# [ACTIVITY]
Extract every line below that contains the word "static".

# [DATA LISTING]
---

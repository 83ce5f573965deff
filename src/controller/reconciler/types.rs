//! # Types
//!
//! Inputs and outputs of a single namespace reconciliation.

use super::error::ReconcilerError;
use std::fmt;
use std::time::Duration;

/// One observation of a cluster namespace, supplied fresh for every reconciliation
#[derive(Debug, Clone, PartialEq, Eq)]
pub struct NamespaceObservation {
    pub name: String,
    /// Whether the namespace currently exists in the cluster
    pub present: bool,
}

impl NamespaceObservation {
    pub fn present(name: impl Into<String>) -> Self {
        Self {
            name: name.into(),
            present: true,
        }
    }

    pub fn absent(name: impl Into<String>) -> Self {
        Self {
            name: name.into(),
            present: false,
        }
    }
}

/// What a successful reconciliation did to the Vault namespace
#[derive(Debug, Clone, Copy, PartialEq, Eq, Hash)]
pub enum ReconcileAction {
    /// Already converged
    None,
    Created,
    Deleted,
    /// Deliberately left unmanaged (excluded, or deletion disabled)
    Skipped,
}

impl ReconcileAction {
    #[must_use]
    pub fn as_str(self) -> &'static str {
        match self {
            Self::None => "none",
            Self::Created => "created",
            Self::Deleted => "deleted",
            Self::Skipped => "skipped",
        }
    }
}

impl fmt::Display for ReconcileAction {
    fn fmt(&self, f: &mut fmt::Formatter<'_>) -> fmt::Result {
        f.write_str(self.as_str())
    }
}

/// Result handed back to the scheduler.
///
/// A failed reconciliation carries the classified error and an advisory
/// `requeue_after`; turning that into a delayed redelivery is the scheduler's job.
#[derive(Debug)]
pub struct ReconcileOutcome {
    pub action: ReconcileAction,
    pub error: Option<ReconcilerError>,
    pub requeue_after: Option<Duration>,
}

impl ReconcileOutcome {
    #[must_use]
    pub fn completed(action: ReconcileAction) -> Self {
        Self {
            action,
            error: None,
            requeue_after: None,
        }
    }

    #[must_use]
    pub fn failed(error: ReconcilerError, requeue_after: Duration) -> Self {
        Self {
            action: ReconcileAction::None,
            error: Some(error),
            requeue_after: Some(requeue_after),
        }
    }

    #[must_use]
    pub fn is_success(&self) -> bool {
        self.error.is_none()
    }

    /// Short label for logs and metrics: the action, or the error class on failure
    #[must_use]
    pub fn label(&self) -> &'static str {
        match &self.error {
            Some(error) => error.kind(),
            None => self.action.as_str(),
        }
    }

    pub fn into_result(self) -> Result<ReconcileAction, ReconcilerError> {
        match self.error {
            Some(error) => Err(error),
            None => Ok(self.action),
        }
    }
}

---

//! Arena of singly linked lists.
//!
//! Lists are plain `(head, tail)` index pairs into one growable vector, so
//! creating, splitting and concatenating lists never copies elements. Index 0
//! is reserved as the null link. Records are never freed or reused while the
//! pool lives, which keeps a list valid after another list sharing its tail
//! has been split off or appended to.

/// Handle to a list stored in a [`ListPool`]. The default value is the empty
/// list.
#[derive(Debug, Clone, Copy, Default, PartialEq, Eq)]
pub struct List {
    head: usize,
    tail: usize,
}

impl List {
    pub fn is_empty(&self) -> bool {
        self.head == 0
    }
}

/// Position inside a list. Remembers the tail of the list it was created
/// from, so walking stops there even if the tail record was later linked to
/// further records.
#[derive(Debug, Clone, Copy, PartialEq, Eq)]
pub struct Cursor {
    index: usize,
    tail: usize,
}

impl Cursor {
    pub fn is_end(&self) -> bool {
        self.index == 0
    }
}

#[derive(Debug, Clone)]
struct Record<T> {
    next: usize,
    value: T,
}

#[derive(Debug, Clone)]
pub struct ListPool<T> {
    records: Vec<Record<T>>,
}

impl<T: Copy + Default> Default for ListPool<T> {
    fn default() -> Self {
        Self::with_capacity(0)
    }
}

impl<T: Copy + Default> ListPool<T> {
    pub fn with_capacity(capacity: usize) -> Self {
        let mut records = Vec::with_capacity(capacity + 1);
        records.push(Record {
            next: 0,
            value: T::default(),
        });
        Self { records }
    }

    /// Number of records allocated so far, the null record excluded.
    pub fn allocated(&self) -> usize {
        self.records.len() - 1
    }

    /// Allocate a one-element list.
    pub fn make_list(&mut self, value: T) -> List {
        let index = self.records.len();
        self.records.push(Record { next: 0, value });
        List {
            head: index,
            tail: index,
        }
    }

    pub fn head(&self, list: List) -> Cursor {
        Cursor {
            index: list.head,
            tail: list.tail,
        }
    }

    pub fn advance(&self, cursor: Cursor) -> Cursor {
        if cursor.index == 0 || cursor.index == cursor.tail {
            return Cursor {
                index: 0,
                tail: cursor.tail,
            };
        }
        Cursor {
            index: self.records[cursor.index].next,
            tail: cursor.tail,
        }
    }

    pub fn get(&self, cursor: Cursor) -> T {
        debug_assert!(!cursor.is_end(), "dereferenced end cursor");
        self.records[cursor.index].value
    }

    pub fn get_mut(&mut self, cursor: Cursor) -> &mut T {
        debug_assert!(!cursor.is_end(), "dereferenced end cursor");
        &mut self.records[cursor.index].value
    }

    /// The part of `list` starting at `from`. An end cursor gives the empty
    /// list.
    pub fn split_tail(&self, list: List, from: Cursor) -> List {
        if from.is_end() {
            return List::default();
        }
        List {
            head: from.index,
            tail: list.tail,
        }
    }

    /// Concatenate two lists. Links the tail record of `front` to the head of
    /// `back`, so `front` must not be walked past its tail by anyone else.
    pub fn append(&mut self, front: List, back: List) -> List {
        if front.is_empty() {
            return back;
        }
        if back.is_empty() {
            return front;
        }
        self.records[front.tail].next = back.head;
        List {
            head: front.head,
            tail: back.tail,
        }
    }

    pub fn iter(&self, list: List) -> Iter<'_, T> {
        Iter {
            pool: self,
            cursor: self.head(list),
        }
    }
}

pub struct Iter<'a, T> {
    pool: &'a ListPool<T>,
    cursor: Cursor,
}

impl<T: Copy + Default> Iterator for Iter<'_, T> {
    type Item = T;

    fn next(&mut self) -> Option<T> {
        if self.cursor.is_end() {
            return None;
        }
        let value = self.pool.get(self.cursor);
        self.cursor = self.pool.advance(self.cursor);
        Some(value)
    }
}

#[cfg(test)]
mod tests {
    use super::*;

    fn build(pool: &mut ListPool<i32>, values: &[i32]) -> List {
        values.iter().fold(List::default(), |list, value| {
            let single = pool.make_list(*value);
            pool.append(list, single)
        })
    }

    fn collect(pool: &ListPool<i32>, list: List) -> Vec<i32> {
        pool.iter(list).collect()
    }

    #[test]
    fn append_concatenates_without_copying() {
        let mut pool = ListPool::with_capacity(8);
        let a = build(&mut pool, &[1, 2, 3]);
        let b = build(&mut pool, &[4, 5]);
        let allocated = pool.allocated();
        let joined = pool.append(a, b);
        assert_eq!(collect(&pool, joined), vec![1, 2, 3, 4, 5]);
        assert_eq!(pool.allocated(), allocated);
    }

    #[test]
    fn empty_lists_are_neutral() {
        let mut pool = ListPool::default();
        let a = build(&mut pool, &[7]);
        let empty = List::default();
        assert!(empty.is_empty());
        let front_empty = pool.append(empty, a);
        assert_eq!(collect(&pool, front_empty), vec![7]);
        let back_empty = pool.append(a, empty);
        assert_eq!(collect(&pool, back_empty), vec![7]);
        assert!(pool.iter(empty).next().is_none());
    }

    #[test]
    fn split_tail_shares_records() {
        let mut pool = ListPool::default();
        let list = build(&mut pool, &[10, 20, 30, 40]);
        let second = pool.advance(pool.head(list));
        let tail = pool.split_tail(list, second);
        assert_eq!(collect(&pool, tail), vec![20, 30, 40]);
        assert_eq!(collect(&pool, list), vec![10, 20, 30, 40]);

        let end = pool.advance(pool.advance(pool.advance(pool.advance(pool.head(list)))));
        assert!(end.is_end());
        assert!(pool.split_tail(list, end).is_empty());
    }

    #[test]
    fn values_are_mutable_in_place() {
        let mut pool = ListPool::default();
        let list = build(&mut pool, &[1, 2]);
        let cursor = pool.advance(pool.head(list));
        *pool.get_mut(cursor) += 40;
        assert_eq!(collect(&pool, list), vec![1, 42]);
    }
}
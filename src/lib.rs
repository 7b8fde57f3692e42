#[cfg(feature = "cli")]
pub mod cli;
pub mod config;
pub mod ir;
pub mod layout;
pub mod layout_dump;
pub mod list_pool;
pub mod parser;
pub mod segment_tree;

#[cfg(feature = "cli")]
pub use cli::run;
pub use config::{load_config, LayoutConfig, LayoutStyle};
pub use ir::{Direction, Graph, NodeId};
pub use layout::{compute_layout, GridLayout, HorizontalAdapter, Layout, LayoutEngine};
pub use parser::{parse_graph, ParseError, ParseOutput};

---

# [RESULT FOR THIS EXERCISE]
    pub fn as_str(self) -> &'static str {
    pub fn label(&self) -> &'static str {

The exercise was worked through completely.